-- Data to process follows --
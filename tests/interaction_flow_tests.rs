//! End-to-end interaction waits against the in-memory status service.
//!
//! Every test runs on a paused tokio clock, so the 5 second poll cadence and
//! the timeouts resolve instantly and deterministically.

mod common;

use std::time::Duration;

use common::{interaction_request, request_with_params, seeded_service};
use interaction_plugin::models::ActionParam;
use interaction_plugin::test_helpers::HumanDecision;
use interaction_plugin::{
    ActionPlugin, ExecutionStatus, InteractionError, InteractionPlugin, PluginReply,
    PluginResponse, StepStatus,
};
use tokio::time::Instant;

fn assert_resolved_at(started: Instant, seconds: u64) {
    let elapsed = started.elapsed();
    assert!(
        elapsed >= Duration::from_secs(seconds) && elapsed < Duration::from_secs(seconds + 1),
        "expected resolution at {seconds}s, got {elapsed:?}"
    );
}

#[tokio::test(start_paused = true)]
async fn test_approval_without_timeout() {
    let request = interaction_request("0");
    let service = seeded_service(&request);
    service.schedule_approval(request.step.id, Duration::from_secs(12));

    let plugin = InteractionPlugin::new(service.clone());
    let started = Instant::now();
    let response = plugin.execute_task(&request).await.unwrap();

    // polls at 0, 5, 10 and 15 seconds; the decision shows up on the fourth
    assert_resolved_at(started, 15);
    assert_eq!(response, PluginResponse::success());
    assert_eq!(service.read_count(), 4);

    let updates = service.step_updates(request.step.id);
    assert_eq!(updates.len(), 2);
    assert_eq!(
        updates[0].messages,
        Some(vec![
            "Waiting for user interaction".to_string(),
            "Timeout: 0 seconds".to_string()
        ])
    );
    assert_eq!(updates[0].status, Some(StepStatus::InteractionWaiting));
    assert_eq!(updates[0].interactive, Some(true));
    assert!(updates[0].started_at.is_some());

    assert_eq!(updates[1].messages, Some(vec!["Interaction approved".to_string()]));
    assert_eq!(updates[1].status, Some(StepStatus::Success));
    assert_eq!(updates[1].interacted, Some(true));
    assert_eq!(updates[1].interaction_approved, Some(true));
    assert_eq!(updates[1].interaction_rejected, Some(false));
    assert!(updates[1].finished_at.is_some());

    assert_eq!(
        service.execution_statuses(request.execution.id),
        vec![ExecutionStatus::InteractionWaiting, ExecutionStatus::Running]
    );
}

#[tokio::test(start_paused = true)]
async fn test_timeout_auto_approves_on_next_poll() {
    let request = interaction_request("7");
    let service = seeded_service(&request);

    let plugin = InteractionPlugin::new(service.clone());
    let started = Instant::now();
    let response = plugin.execute_task(&request).await.unwrap();

    assert_resolved_at(started, 10);
    assert!(response.success);

    let step = service.step(request.step.id).unwrap();
    assert_eq!(
        step.messages,
        vec![
            "Waiting for user interaction",
            "Timeout: 7 seconds",
            "Interaction timed out",
            "Automatically approved & continuing to the next step",
            "Interaction approved",
        ]
    );
    assert_eq!(step.status, StepStatus::Success);
    assert!(step.interacted);
    assert!(step.interaction_approved);
    assert!(!step.interaction_rejected);
    assert_eq!(service.step_updates(request.step.id).len(), 3);
}

#[tokio::test(start_paused = true)]
async fn test_timeout_on_poll_boundary() {
    let request = interaction_request("5");
    let service = seeded_service(&request);

    let plugin = InteractionPlugin::new(service.clone());
    let started = Instant::now();
    plugin.execute_task(&request).await.unwrap();

    assert_resolved_at(started, 5);
    assert_eq!(service.read_count(), 2);
}

#[tokio::test(start_paused = true)]
async fn test_human_decision_beats_pending_timeout() {
    let request = interaction_request("30");
    let service = seeded_service(&request);
    service.schedule_approval(request.step.id, Duration::from_secs(4));

    let plugin = InteractionPlugin::new(service.clone());
    let started = Instant::now();
    plugin.execute_task(&request).await.unwrap();

    assert_resolved_at(started, 5);
    let messages = service.step(request.step.id).unwrap().messages;
    assert!(!messages.iter().any(|m| m == "Interaction timed out"));
}

#[tokio::test(start_paused = true)]
async fn test_rejection_cancels_execution() {
    let request = interaction_request("0");
    let service = seeded_service(&request);
    service.schedule_rejection(request.step.id, Duration::from_secs(6));

    let plugin = InteractionPlugin::new(service.clone());
    let response = plugin.execute_task(&request).await.unwrap();

    assert!(!response.success);
    assert_eq!(
        response.data.unwrap().get("status"),
        Some(&serde_json::json!("canceled"))
    );

    let step = service.step(request.step.id).unwrap();
    assert_eq!(step.status, StepStatus::Canceled);
    assert!(step.interaction_rejected);
    assert!(!step.interaction_approved);
    assert_eq!(
        &step.messages[2..],
        ["Interaction rejected", "Execution canceled"]
    );
    assert_eq!(
        service.execution_statuses(request.execution.id).last(),
        Some(&ExecutionStatus::Running)
    );
}

#[tokio::test(start_paused = true)]
async fn test_both_flags_resolve_as_rejection() {
    let request = interaction_request("0");
    let service = seeded_service(&request);
    service.schedule_decision(request.step.id, Duration::ZERO, HumanDecision::Both);

    let plugin = InteractionPlugin::new(service.clone());
    let response = plugin.execute_task(&request).await.unwrap();

    assert!(!response.success);
    let last = service.step_updates(request.step.id).pop().unwrap();
    assert_eq!(last.status, Some(StepStatus::Canceled));
}

#[tokio::test(start_paused = true)]
async fn test_acknowledged_without_outcome_skips_finalize() {
    let request = interaction_request("0");
    let service = seeded_service(&request);
    service.schedule_decision(request.step.id, Duration::from_secs(1), HumanDecision::Acknowledge);

    let plugin = InteractionPlugin::new(service.clone());
    let response = plugin.execute_task(&request).await.unwrap();

    assert!(response.success);
    assert_eq!(service.step_updates(request.step.id).len(), 1);
    assert_eq!(
        service.execution_statuses(request.execution.id),
        vec![ExecutionStatus::InteractionWaiting, ExecutionStatus::Running]
    );
}

#[tokio::test(start_paused = true)]
async fn test_outcome_flags_never_both_true_in_writes() {
    for decision in [HumanDecision::Approve, HumanDecision::Reject, HumanDecision::Both] {
        let request = interaction_request("12");
        let service = seeded_service(&request);
        service.schedule_decision(request.step.id, Duration::from_secs(8), decision);

        InteractionPlugin::new(service.clone())
            .execute_task(&request)
            .await
            .unwrap();

        for patch in service.step_updates(request.step.id) {
            assert!(
                !(patch.interaction_approved == Some(true)
                    && patch.interaction_rejected == Some(true)),
                "{decision:?} produced a patch with both outcome flags"
            );
        }
    }
}

#[tokio::test(start_paused = true)]
async fn test_last_timeout_param_wins() {
    let request = request_with_params(vec![
        ActionParam::new("Timeout", "60"),
        ActionParam::new("Timeout", "3"),
    ]);
    let service = seeded_service(&request);

    let started = Instant::now();
    InteractionPlugin::new(service.clone())
        .execute_task(&request)
        .await
        .unwrap();

    assert_resolved_at(started, 5);
    let first = &service.step_updates(request.step.id)[0];
    assert_eq!(first.messages.as_ref().unwrap()[1], "Timeout: 3 seconds");
}

#[tokio::test(start_paused = true)]
async fn test_unparseable_timeout_disables_timeout() {
    let request = interaction_request("soon");
    let service = seeded_service(&request);
    service.schedule_approval(request.step.id, Duration::from_secs(120));

    let started = Instant::now();
    InteractionPlugin::new(service.clone())
        .execute_task(&request)
        .await
        .unwrap();

    assert_resolved_at(started, 120);
    let step = service.step(request.step.id).unwrap();
    assert_eq!(step.messages[1], "Timeout: 0 seconds");
    assert!(!step.messages.iter().any(|m| m == "Interaction timed out"));
}

#[tokio::test(start_paused = true)]
async fn test_fetch_failure_aborts_without_terminal_write() {
    let request = interaction_request("0");
    let service = seeded_service(&request);
    service.fail_reads_from(1);

    let err = InteractionPlugin::new(service.clone())
        .execute_task(&request)
        .await
        .unwrap_err();

    assert!(matches!(err, InteractionError::Fetch { .. }));
    assert_eq!(service.step_updates(request.step.id).len(), 1);
    assert_eq!(
        service.step(request.step.id).unwrap().status,
        StepStatus::InteractionWaiting
    );
    // the execution is never flipped back to running
    assert_eq!(
        service.execution_statuses(request.execution.id),
        vec![ExecutionStatus::InteractionWaiting]
    );
}

#[tokio::test(start_paused = true)]
async fn test_fetch_failure_mid_wait() {
    let request = interaction_request("0");
    let service = seeded_service(&request);
    service.fail_reads_from(3);

    let started = Instant::now();
    let err = InteractionPlugin::new(service.clone())
        .execute_task(&request)
        .await
        .unwrap_err();

    assert_resolved_at(started, 10);
    assert!(matches!(err, InteractionError::Fetch { .. }));
}

#[tokio::test(start_paused = true)]
async fn test_initial_persist_failure_stops_before_polling() {
    let request = interaction_request("0");
    let service = seeded_service(&request);
    service.fail_updates_from(1);

    let err = InteractionPlugin::new(service.clone())
        .execute_task(&request)
        .await
        .unwrap_err();

    assert!(matches!(
        err,
        InteractionError::Persistence {
            stage: "begin_waiting",
            ..
        }
    ));
    assert_eq!(service.read_count(), 0);
    assert!(service.execution_statuses(request.execution.id).is_empty());
}

#[tokio::test(start_paused = true)]
async fn test_finalize_persist_failure_is_reported() {
    let request = interaction_request("0");
    let service = seeded_service(&request);
    service.schedule_approval(request.step.id, Duration::ZERO);
    service.fail_updates_from(2);

    let result = InteractionPlugin::new(service.clone())
        .execute_task(&request)
        .await;

    let reply = PluginReply::from(result);
    assert!(!reply.success);
    assert!(reply.error.unwrap().contains("approve"));
}

#[tokio::test(start_paused = true)]
async fn test_timeout_persist_failure_skips_finalize() {
    let request = interaction_request("5");
    let service = seeded_service(&request);
    service.fail_updates_from(2);

    let err = InteractionPlugin::new(service.clone())
        .execute_task(&request)
        .await
        .unwrap_err();

    assert!(matches!(
        err,
        InteractionError::Persistence {
            stage: "time_out",
            ..
        }
    ));
    assert_eq!(service.update_count(), 2);
}

#[tokio::test(start_paused = true)]
async fn test_execution_status_failures_are_not_fatal() {
    let request = interaction_request("0");
    let service = seeded_service(&request);
    service.fail_status_changes();
    service.schedule_approval(request.step.id, Duration::from_secs(2));

    let response = InteractionPlugin::new(service.clone())
        .execute_task(&request)
        .await
        .unwrap();

    assert!(response.success);
    assert!(service.execution_statuses(request.execution.id).is_empty());
    assert_eq!(
        service.step(request.step.id).unwrap().status,
        StepStatus::Success
    );
}

#[tokio::test(start_paused = true)]
async fn test_custom_poll_interval() {
    let request = interaction_request("0");
    let service = seeded_service(&request);
    service.schedule_approval(request.step.id, Duration::from_secs(3));

    let started = Instant::now();
    InteractionPlugin::new(service.clone())
        .with_poll_interval(Duration::from_secs(2))
        .execute_task(&request)
        .await
        .unwrap();

    assert_resolved_at(started, 4);
    assert_eq!(service.read_count(), 3);
}

#[tokio::test(start_paused = true)]
async fn test_concurrent_steps_are_independent() {
    let approved = interaction_request("0");
    let rejected = interaction_request("0");
    let service = seeded_service(&approved);
    service.insert_step(rejected.execution.id, rejected.step.clone());
    service.schedule_approval(approved.step.id, Duration::from_secs(5));
    service.schedule_rejection(rejected.step.id, Duration::from_secs(10));

    let plugin = InteractionPlugin::new(service.clone());
    let (a, r) = tokio::join!(
        plugin.execute_task(&approved),
        plugin.execute_task(&rejected)
    );

    assert!(a.unwrap().success);
    assert!(!r.unwrap().success);
    assert_eq!(
        service.step(approved.step.id).unwrap().status,
        StepStatus::Success
    );
    assert_eq!(
        service.step(rejected.step.id).unwrap().status,
        StepStatus::Canceled
    );
}

#[tokio::test(start_paused = true)]
async fn test_dropping_the_future_stops_polling() {
    let request = interaction_request("0");
    let service = seeded_service(&request);

    let plugin = InteractionPlugin::new(service.clone());
    let outcome =
        tokio::time::timeout(Duration::from_secs(12), plugin.execute_task(&request)).await;

    assert!(outcome.is_err());
    let reads = service.read_count();
    tokio::time::sleep(Duration::from_secs(30)).await;
    assert_eq!(service.read_count(), reads);
    assert_eq!(
        service.step(request.step.id).unwrap().status,
        StepStatus::InteractionWaiting
    );
}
-- Data to process concluded --
■ Task instructions
Find every line in the records above that holds the word "elapsed", and copy each one.

■ Task result
    let elapsed = started.elapsed();
        elapsed >= Duration::from_secs(seconds) && elapsed < Duration::from_secs(seconds + 1),
        "expected resolution at {seconds}s, got {elapsed:?}"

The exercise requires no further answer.